Der Preis für diese Armada würde 84.000 Mark Silber betragen. Und der alte Doge machte Venedig nicht nur zu einem Zulieferer, sondern zu einem vollwertigen Partner im Kreuzzug. Als Gegenleistung für einen halben Anteil aller Eroberungen würde Venedig eine Eskorte von 50 voll besetzten Kriegsgaleeren bereitstellen. Die große Flotte sollte im Sommer des nächsten Jahres 1202 segeln.
Ungefähr zu dieser Zeit entkam ein Teenager aus der Gefangenschaft in Konstantinopel. Er war Alexius Angelus, Sohn des abgesetzten byzantinischen Kaisers Isaak II. Sechs Jahre zuvor, 1195, hatte Isaacs Bruder — ebenfalls Alexius genannt — ihn gestürzt und eingesperrt und als Kaiser Alexius III.
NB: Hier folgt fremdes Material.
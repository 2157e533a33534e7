//! Algorithm implementations
//!
//! This module contains the segregation measures and the district ranking
//! built on them.

pub mod segregation;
Die Talente von Alexius III entsprachen nicht seinem Ehrgeiz. Er machte seinen Schwager zum Admiral der kaiserlichen Marine. Der Schwager entblößte die Flotte und verkaufte Ausrüstung und ganze Schiffe, um seine eigenen Taschen zu füllen. Der neue Kaiser war auch unvorsichtig bei der Bewachung seiner Gefangenen. Der geblendete Isaak II. war keine Bedrohung, aber sein Sohn Alexius konnte fliehen. Schließlich fand er seinen Weg zum Hof des deutschen Königs Philipp von Schwaben, dessen Königin die Schwester des Jungen Irene war.
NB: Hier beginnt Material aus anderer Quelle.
// Query methods
impl CheckoutAttempt {
    /// Returns the buyer ID.
    pub fn buyer_id(&self) -> Option<BuyerId> {
        self.buyer_id
    }

    /// Returns the wizard position.
    pub fn step(&self) -> CheckoutStep {
        self.step
    }

    /// Returns the payment phase.
    pub fn phase(&self) -> PaymentPhase {
        self.phase
    }

    /// Returns the frozen shipping address, if confirmed.
    pub fn address(&self) -> Option<&ShippingAddress> {
        self.address.as_ref()
    }

    /// Returns the price breakdown recorded at address confirmation.
    pub fn summary(&self) -> Option<PriceSummary> {
        self.summary
    }

    /// Returns the gateway order id of the open intent, if any.
    pub fn gateway_order_id(&self) -> Option<&str> {
        self.gateway_order_id.as_deref()
    }

    /// Returns the canonical amount of the open (or settled) intent.
    pub fn charged_amount(&self) -> Option<Money> {
        self.charged_amount
    }

    /// Returns the gateway payment id, once reported.
    pub fn gateway_payment_id(&self) -> Option<&str> {
        self.gateway_payment_id.as_deref()
    }

    /// Returns the persisted order reference, after finalization.
    pub fn order_ref(&self) -> Option<&str> {
        self.order_ref.as_deref()
    }

    /// Returns true while a payment is in flight.
    ///
    /// Covers the whole span from the pay click to the first settled,
    /// failed, cancelled, or aborted outcome.
    pub fn processing_payment(&self) -> bool {
        self.phase.is_processing()
    }

    /// Returns true once the payment has settled.
    pub fn is_settled(&self) -> bool {
        matches!(self.phase, PaymentPhase::Settled)
    }

    /// Returns the most recent failure reason, if any.
    pub fn last_failure(&self) -> Option<&str> {
        self.last_failure.as_deref()
    }
}

// Command methods (return events)
impl CheckoutAttempt {
    /// Starts a new checkout attempt for a buyer.
    pub fn start(
        &self,
        attempt_id: AggregateId,
        buyer_id: BuyerId,
    ) -> Result<Vec<AttemptEvent>, AttemptError> {
        if self.id.is_some() {
            return Err(AttemptError::AlreadyStarted);
        }

        Ok(vec![AttemptEvent::attempt_started(attempt_id, buyer_id)])
    }

    /// Confirms the shipping address and advances the wizard to payment.
    ///
    /// Refused when the cart is empty; the address must already have passed
    /// form validation (only a validated `ShippingAddress` can exist).
    pub fn confirm_address(
        &self,
        address: ShippingAddress,
        summary: PriceSummary,
        item_count: usize,
    ) -> Result<Vec<AttemptEvent>, AttemptError> {
        self.require_started()?;

        if !self.step.can_confirm_address() {
            return Err(AttemptError::InvalidStep {
                current: self.step,
                action: "confirm address",
            });
        }

        if item_count == 0 {
            return Err(AttemptError::EmptyCart);
        }

        Ok(vec![AttemptEvent::address_confirmed(
            address, summary, item_count,
        )])
    }

    /// Goes back from the payment step to the address step.
    ///
    /// Refused while a payment is in flight or after the attempt reached a
    /// terminal phase.
    pub fn return_to_address(&self) -> Result<Vec<AttemptEvent>, AttemptError> {
        self.require_started()?;

        if !self.step.can_return_to_address() {
            return Err(AttemptError::InvalidStep {
                current: self.step,
                action: "go back",
            });
        }

        if self.phase != PaymentPhase::Idle {
            return Err(AttemptError::InvalidPhase {
                current: self.phase,
                action: "go back",
            });
        }

        Ok(vec![AttemptEvent::returned_to_address()])
    }

    /// Begins a payment.
    ///
    /// This is the re-entrancy guard: a second pay click while a payment is
    /// in flight (or after a terminal outcome) is rejected here.
    pub fn begin_payment(&self) -> Result<Vec<AttemptEvent>, AttemptError> {
        self.require_started()?;

        if self.step != CheckoutStep::Payment {
            return Err(AttemptError::InvalidStep {
                current: self.step,
                action: "begin payment",
            });
        }

        if !self.phase.can_initiate() {
            return Err(AttemptError::InvalidPhase {
                current: self.phase,
                action: "begin payment",
            });
        }

        Ok(vec![AttemptEvent::payment_initiated()])
    }

    /// Records that the gateway widget was opened with a fresh intent.
    pub fn open_gateway(
        &self,
        gateway_order_id: impl Into<String>,
        amount: Money,
        currency: impl Into<String>,
    ) -> Result<Vec<AttemptEvent>, AttemptError> {
        if self.phase != PaymentPhase::Initiating {
            return Err(AttemptError::InvalidPhase {
                current: self.phase,
                action: "open gateway",
            });
        }

        Ok(vec![AttemptEvent::gateway_opened(
            gateway_order_id,
            amount,
            currency,
        )])
    }

    /// Records a gateway-reported payment failure; the phase returns to
    /// idle so the buyer may retry with a fresh intent.
    pub fn record_gateway_failure(
        &self,
        reason: impl Into<String>,
        gateway_order_id: Option<String>,
        gateway_payment_id: Option<String>,
    ) -> Result<Vec<AttemptEvent>, AttemptError> {
        if self.phase != PaymentPhase::AwaitingGateway {
            return Err(AttemptError::InvalidPhase {
                current: self.phase,
                action: "record gateway failure",
            });
        }

        Ok(vec![AttemptEvent::gateway_failed(
            reason,
            gateway_order_id,
            gateway_payment_id,
        )])
    }

    /// Records that the buyer dismissed the gateway widget.
    pub fn record_gateway_dismissal(&self) -> Result<Vec<AttemptEvent>, AttemptError> {
        if self.phase != PaymentPhase::AwaitingGateway {
            return Err(AttemptError::InvalidPhase {
                current: self.phase,
                action: "record dismissal",
            });
        }

        Ok(vec![AttemptEvent::gateway_dismissed()])
    }

    /// Aborts a payment that never produced a gateway outcome
    /// (loader failure, intent rejection, configuration error, or an
    /// unexpected error while the widget was open).
    pub fn abort_payment(
        &self,
        reason: impl Into<String>,
    ) -> Result<Vec<AttemptEvent>, AttemptError> {
        if !self.phase.is_processing() {
            return Err(AttemptError::InvalidPhase {
                current: self.phase,
                action: "abort payment",
            });
        }

        Ok(vec![AttemptEvent::payment_aborted(reason)])
    }

    /// Begins backend verification of a gateway success callback.
    ///
    /// The callback's gateway order id is reconciled against the intent
    /// this attempt opened; a mismatch is rejected before any backend call.
    pub fn begin_verification(
        &self,
        claimed_gateway_order_id: &str,
        gateway_payment_id: impl Into<String>,
    ) -> Result<Vec<AttemptEvent>, AttemptError> {
        if self.phase != PaymentPhase::AwaitingGateway {
            return Err(AttemptError::InvalidPhase {
                current: self.phase,
                action: "begin verification",
            });
        }

        match self.gateway_order_id.as_deref() {
            Some(expected) if expected == claimed_gateway_order_id => {}
            Some(expected) => {
                return Err(AttemptError::MismatchedGatewayOrder {
                    expected: expected.to_string(),
                    got: claimed_gateway_order_id.to_string(),
                });
            }
            None => {
                return Err(AttemptError::MismatchedGatewayOrder {
                    expected: "<none>".to_string(),
                    got: claimed_gateway_order_id.to_string(),
                });
            }
        }

        Ok(vec![AttemptEvent::verification_started(gateway_payment_id)])
    }

    /// Settles the payment after successful backend verification.
    ///
    /// Appended before the order finalizer runs, so a duplicate success
    /// callback can never finalize twice.
    pub fn settle(
        &self,
        gateway_payment_id: impl Into<String>,
    ) -> Result<Vec<AttemptEvent>, AttemptError> {
        if self.phase != PaymentPhase::Verifying {
            return Err(AttemptError::InvalidPhase {
                current: self.phase,
                action: "settle",
            });
        }

        Ok(vec![AttemptEvent::payment_settled(gateway_payment_id)])
    }

    /// Records that the backend rejected verification.
    pub fn reject_verification(
        &self,
        reason: impl Into<String>,
    ) -> Result<Vec<AttemptEvent>, AttemptError> {
        if self.phase != PaymentPhase::Verifying {
            return Err(AttemptError::InvalidPhase {
                current: self.phase,
                action: "reject verification",
            });
        }

        Ok(vec![AttemptEvent::verification_rejected(reason)])
    }

    /// Records the persisted order after finalization.
    pub fn record_order_placed(
        &self,
        order_ref: impl Into<String>,
    ) -> Result<Vec<AttemptEvent>, AttemptError> {
        if self.phase != PaymentPhase::Settled {
            return Err(AttemptError::InvalidPhase {
                current: self.phase,
                action: "record order",
            });
        }

        if self.order_ref.is_some() {
            return Err(AttemptError::OrderAlreadyPlaced);
        }

        Ok(vec![AttemptEvent::order_placed(order_ref)])
    }

    /// Records that order placement failed after the payment settled.
    pub fn record_order_placement_failure(
        &self,
        reason: impl Into<String>,
    ) -> Result<Vec<AttemptEvent>, AttemptError> {
        if self.phase != PaymentPhase::Settled {
            return Err(AttemptError::InvalidPhase {
                current: self.phase,
                action: "record placement failure",
            });
        }

        if self.order_ref.is_some() {
            return Err(AttemptError::OrderAlreadyPlaced);
        }

        Ok(vec![AttemptEvent::order_placement_failed(reason)])
    }

    fn require_started(&self) -> Result<(), AttemptError> {
        if self.id.is_none() {
            return Err(AttemptError::NotStarted);
        }
        Ok(())
    }
}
In der Zwischenzeit gab es ein weiteres schicksalhaftes Ereignis — Thibaut von Champagne starb, bevor der Kreuzzug beginnen konnte. Um seinen Platz als Führer einzunehmen, wählten seine Baronskollegen einen norditalienischen Adligen, Graf Bonifatius von Montferrat. Bonifatius hatte familiäre Bindungen zum nominellen christlichen König von Jerusalem, dem Führer der Christen, die immer noch in Teilen des Heiligen Landes ausharrten. Er war zufällig auch ein Vasall von König Philipp von Schwaben, bei dem der junge Prinz Alexius Zuflucht gesucht hatte. Bonifatius und der junge Prinz trafen sich wahrscheinlich, als Bonifatius Ende 1201 den Hof seines Lehnsherrn besuchte.
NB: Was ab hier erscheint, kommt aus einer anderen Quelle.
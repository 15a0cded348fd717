//! Shipping address form state and validation.

use std::collections::BTreeMap;

use serde::{Deserialize, Serialize};
use thiserror::Error;

/// A frozen, validated shipping address.
///
/// Produced only by [`AddressForm::validate`]; once the wizard advances past
/// the address step, this is the value the attempt carries and it is never
/// mutated again.
#[derive(Debug, Clone, PartialEq, Eq, Serialize, Deserialize)]
pub struct ShippingAddress {
    pub full_name: String,
    pub phone: String,
    pub email: String,
    pub address_line: String,
    pub city: String,
    pub state: String,
    pub pincode: String,
}

/// Mutable shipping-address form state.
///
/// Holds the buyer's in-progress input; one setter per attribute. Validation
/// is presence-only on the five required fields — no format checks on phone
/// or pincode. That matches the shipped behavior and is the contract the
/// tests pin down.
#[derive(Debug, Clone, Default)]
pub struct AddressForm {
    full_name: String,
    phone: String,
    email: String,
    address_line: String,
    city: String,
    state: String,
    pincode: String,
}

/// Required form fields and their user-facing messages.
const REQUIRED_FIELDS: [(&str, &str); 5] = [
    ("full_name", "Full name is required"),
    ("phone", "Phone number is required"),
    ("address_line", "Address is required"),
    ("city", "City is required"),
    ("pincode", "Pincode is required"),
];

impl AddressForm {
    /// Creates an empty form.
    pub fn new() -> Self {
        Self::default()
    }

    /// Creates a form pre-filled from the signed-in buyer's profile.
    pub fn prefilled(full_name: impl Into<String>, email: impl Into<String>) -> Self {
        Self {
            full_name: full_name.into(),
            email: email.into(),
            ..Self::default()
        }
    }

    pub fn set_full_name(&mut self, value: impl Into<String>) {
        self.full_name = value.into();
    }

    pub fn set_phone(&mut self, value: impl Into<String>) {
        self.phone = value.into();
    }

    pub fn set_email(&mut self, value: impl Into<String>) {
        self.email = value.into();
    }

    pub fn set_address_line(&mut self, value: impl Into<String>) {
        self.address_line = value.into();
    }

    pub fn set_city(&mut self, value: impl Into<String>) {
        self.city = value.into();
    }

    pub fn set_state(&mut self, value: impl Into<String>) {
        self.state = value.into();
    }

    pub fn set_pincode(&mut self, value: impl Into<String>) {
        self.pincode = value.into();
    }

    fn field(&self, name: &str) -> &str {
        match name {
            "full_name" => &self.full_name,
            "phone" => &self.phone,
            "address_line" => &self.address_line,
            "city" => &self.city,
            "pincode" => &self.pincode,
            _ => "",
        }
    }

    /// Validates the form and freezes it into a [`ShippingAddress`].
    ///
    /// Returns an [`AddressError`] mapping each missing required field to a
    /// user-facing message. `email` and `state` are optional.
    pub fn validate(&self) -> Result<ShippingAddress, AddressError> {
        let mut missing = BTreeMap::new();
        for (name, message) in REQUIRED_FIELDS {
            if self.field(name).trim().is_empty() {
                missing.insert(name.to_string(), message.to_string());
            }
        }

        if !missing.is_empty() {
            return Err(AddressError { missing });
        }

        Ok(ShippingAddress {
            full_name: self.full_name.trim().to_string(),
            phone: self.phone.trim().to_string(),
            email: self.email.trim().to_string(),
            address_line: self.address_line.trim().to_string(),
            city: self.city.trim().to_string(),
            state: self.state.trim().to_string(),
            pincode: self.pincode.trim().to_string(),
        })
    }
}

/// Validation failure: the required fields that are missing, each with a
/// user-facing message.
#[derive(Debug, Clone, PartialEq, Eq, Error)]
pub struct AddressError {
    pub missing: BTreeMap<String, String>,
}

impl std::fmt::Display for AddressError {
    fn fmt(&self, f: &mut std::fmt::Formatter<'_>) -> std::fmt::Result {
        let fields: Vec<&str> = self.missing.keys().map(String::as_str).collect();
        write!(
            f,
            "Shipping address is missing required fields: {}",
            fields.join(", ")
        )
    }
}

#[cfg(test)]
mod tests {
    use super::*;

    fn complete_form() -> AddressForm {
        let mut form = AddressForm::new();
        form.set_full_name("Asha Gond");
        form.set_phone("9876543210");
        form.set_email("asha@example.com");
        form.set_address_line("12 Forest Lane");
        form.set_city("Bhopal");
        form.set_state("Madhya Pradesh");
        form.set_pincode("462001");
        form
    }

    #[test]
    fn complete_form_validates() {
        let address = complete_form().validate().unwrap();
        assert_eq!(address.full_name, "Asha Gond");
        assert_eq!(address.pincode, "462001");
    }

    #[test]
    fn empty_form_reports_all_required_fields() {
        let err = AddressForm::new().validate().unwrap_err();
        assert_eq!(err.missing.len(), 5);
        assert!(err.missing.contains_key("full_name"));
        assert!(err.missing.contains_key("phone"));
        assert!(err.missing.contains_key("address_line"));
        assert!(err.missing.contains_key("city"));
        assert!(err.missing.contains_key("pincode"));
    }

    #[test]
    fn missing_pincode_is_named() {
        let mut form = complete_form();
        form.set_pincode("");
        let err = form.validate().unwrap_err();
        assert_eq!(err.missing.len(), 1);
        assert_eq!(
            err.missing.get("pincode").map(String::as_str),
            Some("Pincode is required")
        );
    }

    #[test]
    fn whitespace_only_counts_as_missing() {
        let mut form = complete_form();
        form.set_city("   ");
        let err = form.validate().unwrap_err();
        assert!(err.missing.contains_key("city"));
    }

    #[test]
    fn email_and_state_are_optional() {
        let mut form = complete_form();
        form.set_email("");
        form.set_state("");
        assert!(form.validate().is_ok());
    }

    #[test]
    fn no_format_checks_on_phone_or_pincode() {
        // Presence-only by design: odd-looking values still pass.
        let mut form = complete_form();
        form.set_phone("not-a-number");
        form.set_pincode("x");
        assert!(form.validate().is_ok());
    }

    #[test]
    fn validated_address_is_trimmed() {
        let mut form = complete_form();
        form.set_full_name("  Asha Gond  ");
        let address = form.validate().unwrap();
        assert_eq!(address.full_name, "Asha Gond");
    }

    #[test]
    fn prefilled_seeds_name_and_email() {
        let form = AddressForm::prefilled("Asha Gond", "asha@example.com");
        let err = form.validate().unwrap_err();
        assert!(!err.missing.contains_key("full_name"));
        assert!(err.missing.contains_key("phone"));
    }

    #[test]
    fn error_display_lists_fields() {
        let err = AddressForm::new().validate().unwrap_err();
        let text = err.to_string();
        assert!(text.contains("pincode"));
        assert!(text.contains("full_name"));
    }
}
//! Checkout error types.
//!
//! One variant per user-visible failure class, so callers can surface each
//! distinctly instead of collapsing them into a generic message.

use common::AggregateId;
use domain::{AddressError, DomainError};
use thiserror::Error;

use crate::services::PaymentBackendError;

/// Errors that can occur while orchestrating a checkout attempt.
#[derive(Debug, Error)]
pub enum CheckoutError {
    /// No attempt exists with the given id.
    #[error("Checkout attempt not found: {0}")]
    AttemptNotFound(AggregateId),

    /// The cart has no lines, so checkout cannot proceed.
    #[error("Cart is empty")]
    EmptyCart,

    /// The shipping address failed validation.
    #[error("{0}")]
    Address(#[from] AddressError),

    /// A payment is already in flight for this attempt; the duplicate
    /// request is a no-op.
    #[error("A payment is already being processed for this attempt")]
    PaymentInProgress,

    /// The gateway client script failed to load.
    #[error("Payment gateway unavailable: {0}")]
    GatewayUnavailable(String),

    /// The gateway widget failed in an unexpected way (not a payment
    /// failure reported through its callbacks).
    #[error("Payment gateway error: {0}")]
    Gateway(String),

    /// The payment backend rejected or failed a request.
    #[error(transparent)]
    Backend(#[from] PaymentBackendError),

    /// A non-test key was returned where a sandbox key was expected.
    /// The widget is never opened with unexpected credentials.
    #[error("Payment gateway configuration error: key '{key_id}' is not a sandbox key")]
    MisconfiguredGateway { key_id: String },

    /// The backend rejected verification after apparent gateway success.
    /// Money may have been debited; never retried automatically.
    #[error("Payment verification failed: {reason}")]
    VerificationFailed { reason: String },

    /// The payment settled but the order record could not be created.
    /// The most severe class: money has moved and no order exists.
    #[error("Payment succeeded but order placement failed: {reason}")]
    OrderPlacementFailed { reason: String },

    /// The cart service failed.
    #[error("Cart service error: {0}")]
    Cart(String),

    /// A domain or persistence error.
    #[error(transparent)]
    Domain(#[from] DomainError),
}
//! Domain error types.

use event_store::EventStoreError;
use thiserror::Error;

use crate::attempt::AttemptError;

/// Errors that can occur during domain operations.
#[derive(Debug, Error)]
pub enum DomainError {
    /// An error occurred in the event store.
    #[error("Event store error: {0}")]
    EventStore(#[from] EventStoreError),

    /// The checkout attempt rejected a command.
    #[error("Checkout attempt error: {0}")]
    Attempt(AttemptError),

    /// Aggregate not found.
    #[error("Aggregate not found: {aggregate_type} with id {aggregate_id}")]
    AggregateNotFound {
        aggregate_type: &'static str,
        aggregate_id: String,
    },

    /// Serialization error.
    #[error("Serialization error: {0}")]
    Serialization(#[from] serde_json::Error),
}
use std::sync::Arc;

use async_trait::async_trait;
use tokio::sync::RwLock;

use crate::{
    AggregateId, EventEnvelope, EventStoreError, Result, Version,
    store::{AppendOptions, EventStore, validate_events_for_append},
};

/// In-memory event store implementation.
///
/// Backs the test suites and the default server wiring. Concurrency
/// semantics (expected-version checks, unique version per aggregate) match
/// what a database-backed implementation would enforce.
#[derive(Clone, Default)]
pub struct InMemoryEventStore {
    events: Arc<RwLock<Vec<EventEnvelope>>>,
}

impl InMemoryEventStore {
    /// Creates a new empty in-memory event store.
    pub fn new() -> Self {
        Self::default()
    }

    /// Returns the total number of events stored.
    pub async fn event_count(&self) -> usize {
        self.events.read().await.len()
    }
}

#[async_trait]
impl EventStore for InMemoryEventStore {
    async fn append(&self, events: Vec<EventEnvelope>, options: AppendOptions) -> Result<Version> {
        validate_events_for_append(&events)?;

        let first_event = &events[0];
        let aggregate_id = first_event.aggregate_id;

        let mut store = self.events.write().await;

        // Current version for this aggregate
        let current_version = store
            .iter()
            .filter(|e| e.aggregate_id == aggregate_id)
            .map(|e| e.version)
            .max()
            .unwrap_or(Version::initial());

        // Check expected version if specified
        if let Some(expected) = options.expected_version
            && current_version != expected
        {
            return Err(EventStoreError::ConcurrencyConflict {
                aggregate_id,
                expected,
                actual: current_version,
            });
        }

        // Unique-version-per-aggregate simulation
        let first_new_version = first_event.version;
        if first_new_version <= current_version && current_version != Version::initial() {
            return Err(EventStoreError::ConcurrencyConflict {
                aggregate_id,
                expected: options.expected_version.unwrap_or(current_version),
                actual: current_version,
            });
        }

        let last_version = events
            .last()
            .map(|e| e.version)
            .unwrap_or(Version::initial());
        store.extend(events);

        Ok(last_version)
    }

    async fn get_events_for_aggregate(
        &self,
        aggregate_id: AggregateId,
    ) -> Result<Vec<EventEnvelope>> {
        let store = self.events.read().await;
        let mut events: Vec<_> = store
            .iter()
            .filter(|e| e.aggregate_id == aggregate_id)
            .cloned()
            .collect();
        events.sort_by_key(|e| e.version);
        Ok(events)
    }

    async fn get_aggregate_version(&self, aggregate_id: AggregateId) -> Result<Option<Version>> {
        let store = self.events.read().await;
        let version = store
            .iter()
            .filter(|e| e.aggregate_id == aggregate_id)
            .map(|e| e.version)
            .max();
        Ok(version)
    }
}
Und jetzt kam die Aussaat eines neuen Plans — die Kreuzfahrer konnten auf ihrem Weg nach Ägypten in Konstantinopel anhalten, den Usurpator Alexius III.500 Jahre lang war das Byzantinische Reich das wichtigste Bollwerk der Christenheit gegen die islamische Herausforderung. Bis 1201 war das Reich, obwohl stark geschrumpft und geschwächt, immer noch der mächtigste und am besten organisierte christliche Staat. Aber die Beziehungen zwischen Byzantinern und westlichen Christen hatten sich im Laufe des Jahrhunderts der Kreuzzüge stetig verschlechtert, über die sie oft uneins waren. Aus westlicher Sicht könnte ein Kaiser, der seinen Thron Kreuzfahrern verdankte, kooperativer sein.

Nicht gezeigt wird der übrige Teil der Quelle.